• The task: Look for the line containing "pub const fn popcount_u64(x: u64)" in the records below. Then output it and all the lines that follow, exactly and without any others.
====
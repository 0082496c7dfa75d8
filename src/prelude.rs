pub use crate::{
    analysis::{Summary, WWbb},
    channel::ChannelKind,
    config::AnalysisConfig,
    event::{Event, EventBuilder},
    four_vector::FourVector,
    histogram::Histograms,
    progress_bar::{ProgressBar, NO_PROGRESS},
    reader::EventReader,
    traits::Progress,
};
//! `wwbb` is an event selection for final states with two W bosons
//! and b jets in hadron collider events.
//!
//! Every event passes through the same stages:
//!
//! 1. Selection of isolated dressed leptons, jets, and b hadron
//!    candidates ([selection])
//! 2. Identification of b hadrons at the end of their decay chain and
//!    association with jets ([btag])
//! 3. Preselection of events with one electron and one muon of
//!    opposite charge, and assignment of the physics objects to their
//!    roles in the decay ([preselection])
//! 4. Channel-specific cut flows filling histograms ([channel])
//!
//! # How to use
//!
//! The [analysis::WWbb] type drives all stages. Book the histograms,
//! then analyse events one by one or in parallel:
//!
//! ```
//! use wwbb::prelude::*;
//!
//! let mut analysis = WWbb::new(AnalysisConfig::default());
//! let mut booked = Histograms::new();
//! analysis.book(&mut booked).unwrap();
//!
//! let events = vec![EventBuilder::new().build()];
//! let summary = analysis.analyze_par(&events, &booked, &NO_PROGRESS).unwrap();
//! assert_eq!(summary.nevents, 1);
//! assert_eq!(summary.naccepted, 0);
//! ```
//!
//! Events can be read from YAML files with [reader::EventReader].

/// Analysis driver
pub mod analysis;
/// b hadron identification and jet classification
pub mod btag;
pub mod channel;
/// Analysis settings
pub mod config;
/// Per-event derived quantities
pub mod context;
/// Input event format
pub mod event;
/// Four-vector class
pub mod four_vector;
/// Histogram output
pub mod histogram;
/// Particles, leptons, and jets
pub mod particle;
/// Most important exports
pub mod prelude;
/// Lepton multiplicity and charge requirements
pub mod preselection;
/// Progress bar
pub mod progress_bar;
/// Event readers
pub mod reader;
/// Object selection
pub mod selection;
/// Common traits
pub mod traits;

pub const VERSION: &str = env!("CARGO_PKG_VERSION");
pub const GIT_REV: Option<&str> = option_env!("VERGEN_GIT_SHA");
pub const GIT_BRANCH: Option<&str> = option_env!("VERGEN_GIT_BRANCH");
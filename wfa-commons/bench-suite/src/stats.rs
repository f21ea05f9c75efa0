use crate::platforms::Measurement;

/// Latency summary over one backend's timed sweeps, in microseconds.
#[derive(Debug, Clone, Copy, PartialEq)]
pub struct LatencyStats {
    pub avg_us: f64,
    pub min_us: f64,
    pub max_us: f64,
    pub p50_us: f64,
    pub p95_us: f64,
    pub p99_us: f64,
}

pub fn calculate_percentiles(measurements: &[Measurement]) -> LatencyStats {
    if measurements.is_empty() {
        return LatencyStats {
            avg_us: 0.0,
            min_us: 0.0,
            max_us: 0.0,
            p50_us: 0.0,
            p95_us: 0.0,
            p99_us: 0.0,
        };
    }

    let mut sorted: Vec<f64> = measurements.iter().map(|m| m.micros).collect();
    sorted.sort_by(f64::total_cmp);

    let n = sorted.len();
    let sum: f64 = sorted.iter().sum();

    LatencyStats {
        avg_us: sum / n as f64,
        min_us: sorted[0],
        max_us: sorted[n - 1],
        p50_us: percentile(&sorted, 50.0),
        p95_us: percentile(&sorted, 95.0),
        p99_us: percentile(&sorted, 99.0),
    }
}

/// Nearest-rank percentile of an ascending slice.
fn percentile(sorted: &[f64], p: f64) -> f64 {
    if sorted.is_empty() {
        return 0.0;
    }
    let idx = ((p / 100.0) * sorted.len() as f64) as usize;
    sorted[idx.min(sorted.len() - 1)]
}
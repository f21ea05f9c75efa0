//! # wfa-commons: Portable Bit Intrinsics and Capacity Numerics
//!
//! `wfa-commons` is a `no_std` utility layer for performance-sensitive kernels such as
//! wavefront sequence alignment. It provides primitives that behave identically whether
//! the target exposes native instructions or not:
//!
//! 1. **Population count** - `POPCNT`/`CNT` or a SWAR bit-field reduction
//! 2. **Leading/trailing zero count** - `LZCNT`/`TZCNT` or a software bit scan
//! 3. **Hints** - L1 prefetch and branch-likelihood hints
//! 4. **Numerics** - inclusive random sampling, nominal capacity growth, bounded arithmetic
//!
//! ## Choosing a Backend
//!
//! The free functions ([`popcount_u64`], [`lzcnt_u32`], ...) use the path fixed at build
//! time: the hardware path by default, the software path with the `software-fallback`
//! feature. [`BitOps`] resolves a backend at runtime instead, from CPU detection or the
//! `WFA_BIT_BACKEND` environment variable.
//!
//! ```
//! use wfa_commons::{popcount_u64, tzcnt_u32, BitBackend, BitOps};
//!
//! assert_eq!(popcount_u64(0xF0F0), 8);
//! assert_eq!(tzcnt_u32(0b1000), 3);
//!
//! let soft = BitOps::new(BitBackend::Software);
//! assert_eq!(soft.lzcnt_u64(1), 63);
//! ```
//!
//! ## Capacity Growth
//!
//! ```
//! use wfa_commons::numeric::{nominal_prop_u32, nominal_prop_u64};
//!
//! assert_eq!(nominal_prop_u32(1000, 1.5), 1500);
//! assert_eq!(nominal_prop_u32(87, 1.0), 90);
//! assert_eq!(nominal_prop_u64(820_000, 1.5), 1_300_000);
//! ```
//!
//! ## Module Organization
//!
//! - [`intrinsics`] - popcount, zero counts, hints and backend selection
//! - [`numeric`] - random sampling, nominal growth, bounded arithmetic
//! - [`error`] - errors for the few fallible (configuration) operations

#![no_std]
#![deny(missing_docs)]

#[cfg(feature = "std")]
extern crate std;

// =============================================================================
// Module Declarations
// =============================================================================

/// Error types for backend configuration.
pub mod error;

/// Bit intrinsics with hardware and software paths.
pub mod intrinsics;

/// Random sampling, nominal growth and bounded arithmetic.
pub mod numeric;

// =============================================================================
// Convenience Re-exports
// =============================================================================

pub use error::ParseBackendError;

pub use intrinsics::{
    likely, lzcnt_u32, lzcnt_u64, popcount_u32, popcount_u64, prefetch_l1, tzcnt_u32, tzcnt_u64,
    unlikely, BitBackend, BitOps,
};

pub use numeric::{nominal_prop_u32, nominal_prop_u64, BoundedArith, UniformSampler};

#[cfg(feature = "std")]
pub use numeric::rand_iid;
//! # Tutorial: Scanning Bitvectors and Growing Buffers
//!
//! This example walks through the two jobs `wfa-commons` does inside an
//! alignment kernel: scanning match bitvectors with popcount and zero counts,
//! and growing a wavefront buffer through nominal sizes.
//!
//! ## What You'll Learn
//!
//! 1. **Backends**: how the hardware and software paths are chosen
//! 2. **Bit scans**: walking the set bits of a word with `tzcnt`
//! 3. **Nominal growth**: why buffers grow 100, 150, 230, ... instead of 100, 150, 225
//!
//! ## Running This Example
//!
//! ```bash
//! cargo run --example tutorial_bitvector
//! WFA_BIT_BACKEND=software cargo run --example tutorial_bitvector
//! ```

use wfa_commons::numeric::{grow_nominal_u32, NominalLadder};
use wfa_commons::{popcount_u64, tzcnt_u64, BitBackend, BitOps, UniformSampler};

// =============================================================================
// CONFIGURATION
// =============================================================================

/// Seed for the random match bitvector
const SEED: u64 = 2024;
/// Initial wavefront buffer capacity
const INITIAL_CAPACITY: u32 = 100;
/// Diagonals the wavefront must reach
const TARGET_DIAGONALS: u32 = 5_000;

fn main() {
    // =========================================================================
    // STEP 1: Backend selection
    // =========================================================================
    println!("Detected backend:        {}", BitBackend::detect());
    println!("Compiled free functions: {}", BitBackend::COMPILED);
    match BitOps::from_env() {
        Ok(ops) => println!("{} resolves to:    {}", BitBackend::ENV_VAR, ops.backend()),
        Err(e) => println!("{} is invalid: {}", BitBackend::ENV_VAR, e),
    }
    let ops = BitOps::get();

    // =========================================================================
    // STEP 2: A match bitvector
    // =========================================================================
    // Bit i set means characters at offset i match along the diagonal.
    let mut sampler = UniformSampler::from_seed(SEED);
    let matches = sampler.sample_inclusive(1, u64::MAX);
    println!("\nMatch word: {:064b}", matches);
    println!("Matches:    {}", ops.popcount_u64(matches));
    // tzcnt is undefined for zero, so an all-match word is handled apart.
    let run = if matches == u64::MAX { 64 } else { tzcnt_u64(!matches) };
    println!("Run length: {} (leading matches before first mismatch)", run);

    // =========================================================================
    // STEP 3: Walk the set bits
    // =========================================================================
    let mut remaining = matches;
    let mut positions = Vec::with_capacity(popcount_u64(matches) as usize);
    while remaining != 0 {
        positions.push(ops.tzcnt_u64(remaining));
        remaining &= remaining - 1;
    }
    println!("First positions: {:?}", &positions[..positions.len().min(8)]);

    // =========================================================================
    // STEP 4: Growing the wavefront buffer
    // =========================================================================
    let mut capacity = INITIAL_CAPACITY;
    let mut reallocations = 0;
    while capacity < TARGET_DIAGONALS {
        capacity = grow_nominal_u32(capacity);
        reallocations += 1;
    }
    println!(
        "\nBuffer reached {} after {} reallocations",
        capacity, reallocations
    );

    let ladder: Vec<u64> = NominalLadder::telescopic(u64::from(INITIAL_CAPACITY))
        .take(10)
        .collect();
    println!("Ladder: {:?}", ladder);
}
use super::{BenchmarkHost, Measurement};
use std::time::Instant;

/// Hosted environments (Linux, macOS, Windows).
pub struct Platform;

impl BenchmarkHost for Platform {
    type TimePoint = Instant;

    fn now() -> Self::TimePoint {
        Instant::now()
    }

    fn measure(start: Self::TimePoint) -> Measurement {
        Measurement {
            micros: start.elapsed().as_secs_f64() * 1_000_000.0,
        }
    }

    fn print(s: &str) {
        println!("{}", s);
    }

    fn platform_name() -> &'static str {
        #[cfg(target_arch = "aarch64")]
        return "Host (aarch64)";
        #[cfg(target_arch = "x86_64")]
        return "Host (x86_64)";
        #[cfg(not(any(target_arch = "aarch64", target_arch = "x86_64")))]
        return "Host (Generic)";
    }
}
//! # Bit Intrinsics Benchmark Suite
//!
//! Checks that the hardware and software backends of `wfa-commons` agree on a
//! seeded set of random words, times each primitive per backend, and prints
//! the telescopic capacity ladder. Exits non-zero on any disagreement.

mod benchmark;
mod platforms;
mod stats;

use anyhow::Result;
use clap::Parser;
use wfa_commons::{BitBackend, BitOps};

use crate::benchmark::{run_suite, SuiteConfig};
use crate::platforms::{BenchmarkHost, Platform};

#[derive(Parser)]
#[command(about = "Hardware vs software bit intrinsics: agreement and timing")]
struct Cli {
    /// Only time this backend (auto, hardware, software). Times both if omitted.
    #[arg(short, long)]
    backend: Option<BitBackend>,

    /// Number of random words per sweep (boundary words are added on top)
    #[arg(short, long, default_value_t = 65_536)]
    words: usize,

    /// Seed for the word generator
    #[arg(short, long, default_value_t = 0x5EED)]
    seed: u64,

    /// Timed sweeps per primitive
    #[arg(short, long, default_value_t = 1_000)]
    iterations: usize,

    /// First capacity of the printed growth ladder
    #[arg(long, default_value_t = 100)]
    growth_base: u64,

    /// Number of ladder entries to print
    #[arg(long, default_value_t = 12)]
    growth_steps: usize,
}

fn main() -> Result<()> {
    env_logger::init();
    let args = Cli::parse();

    let backends = match args.backend {
        Some(backend) => vec![backend],
        None => vec![BitBackend::Hardware, BitBackend::Software],
    };

    Platform::print("[Bit Intrinsics] Hardware vs Software");
    Platform::print(Platform::platform_name());
    Platform::print(&format!(
        "Detected: {} | Process default: {}",
        BitBackend::detect(),
        BitOps::get().backend()
    ));
    Platform::print(&format!(
        "Words: {} | Iterations: {}",
        args.words, args.iterations
    ));
    Platform::print(
        "----------------------------------------------------------------------------------",
    );

    run_suite(&SuiteConfig {
        backends,
        words: args.words,
        seed: args.seed,
        iterations: args.iterations,
        growth_base: args.growth_base,
        growth_steps: args.growth_steps,
    })
}
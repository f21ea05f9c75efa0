// =============================================================================
// Population Count
// =============================================================================
//
// Hardware path forwards to the native count instruction. Software path is the
// pairwise SWAR reduction: each round sums adjacent fields of width w into a
// field of width 2w until a single field holds the total.

const M01_64: u64 = 0x5555_5555_5555_5555;
const M02_64: u64 = 0x3333_3333_3333_3333;
const M04_64: u64 = 0x0f0f_0f0f_0f0f_0f0f;
const M08_64: u64 = 0x00ff_00ff_00ff_00ff;
const M16_64: u64 = 0x0000_ffff_0000_ffff;
const M32_64: u64 = 0x0000_0000_ffff_ffff;

const M01_32: u32 = 0x5555_5555;
const M02_32: u32 = 0x3333_3333;
const M04_32: u32 = 0x0f0f_0f0f;
const M08_32: u32 = 0x00ff_00ff;
const M16_32: u32 = 0x0000_ffff;

/// Count set bits in a 64-bit word using six SWAR rounds (1→2→4→8→16→32).
#[inline(always)]
pub const fn swar_popcount_u64(mut x: u64) -> u32 {
    x = (x & M01_64) + ((x >> 1) & M01_64);
    x = (x & M02_64) + ((x >> 2) & M02_64);
    x = (x & M04_64) + ((x >> 4) & M04_64);
    x = (x & M08_64) + ((x >> 8) & M08_64);
    x = (x & M16_64) + ((x >> 16) & M16_64);
    x = (x & M32_64) + ((x >> 32) & M32_64);
    x as u32
}

/// Count set bits in a 32-bit word using five SWAR rounds (1→2→4→8→16).
#[inline(always)]
pub const fn swar_popcount_u32(mut x: u32) -> u32 {
    x = (x & M01_32) + ((x >> 1) & M01_32);
    x = (x & M02_32) + ((x >> 2) & M02_32);
    x = (x & M04_32) + ((x >> 4) & M04_32);
    x = (x & M08_32) + ((x >> 8) & M08_32);
    x = (x & M16_32) + ((x >> 16) & M16_32);
    x
}

/// Count set bits with the native instruction.
///
/// Lowers to `POPCNT` on x86_64 when the target enables it, `CNT` on aarch64,
/// and to LLVM's own expansion elsewhere.
#[inline(always)]
pub const fn hw_popcount_u64(x: u64) -> u32 {
    x.count_ones()
}

/// Count set bits with the native instruction.
#[inline(always)]
pub const fn hw_popcount_u32(x: u32) -> u32 {
    x.count_ones()
}

/// Number of set bits in `x`. Defined for every input, including zero.
///
/// Uses the path chosen at build time (see the `software-fallback` feature).
#[inline(always)]
pub const fn popcount_u64(x: u64) -> u32 {
    #[cfg(feature = "software-fallback")]
    {
        swar_popcount_u64(x)
    }
    #[cfg(not(feature = "software-fallback"))]
    {
        hw_popcount_u64(x)
    }
}

/// Number of set bits in `x`. Defined for every input, including zero.
#[inline(always)]
pub const fn popcount_u32(x: u32) -> u32 {
    #[cfg(feature = "software-fallback")]
    {
        swar_popcount_u32(x)
    }
    #[cfg(not(feature = "software-fallback"))]
    {
        hw_popcount_u32(x)
    }
}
====
• Solution for this exercise:
pub const fn popcount_u64(x: u64) -> u32 {
    #[cfg(feature = "software-fallback")]
    {
        swar_popcount_u64(x)
    }
    #[cfg(not(feature = "software-fallback"))]
    {
        hw_popcount_u64(x)
    }
}

/// Number of set bits in `x`. Defined for every input, including zero.
#[inline(always)]
pub const fn popcount_u32(x: u32) -> u32 {
    #[cfg(feature = "software-fallback")]
    {
        swar_popcount_u32(x)
    }
    #[cfg(not(feature = "software-fallback"))]
    {
        hw_popcount_u32(x)
    }
}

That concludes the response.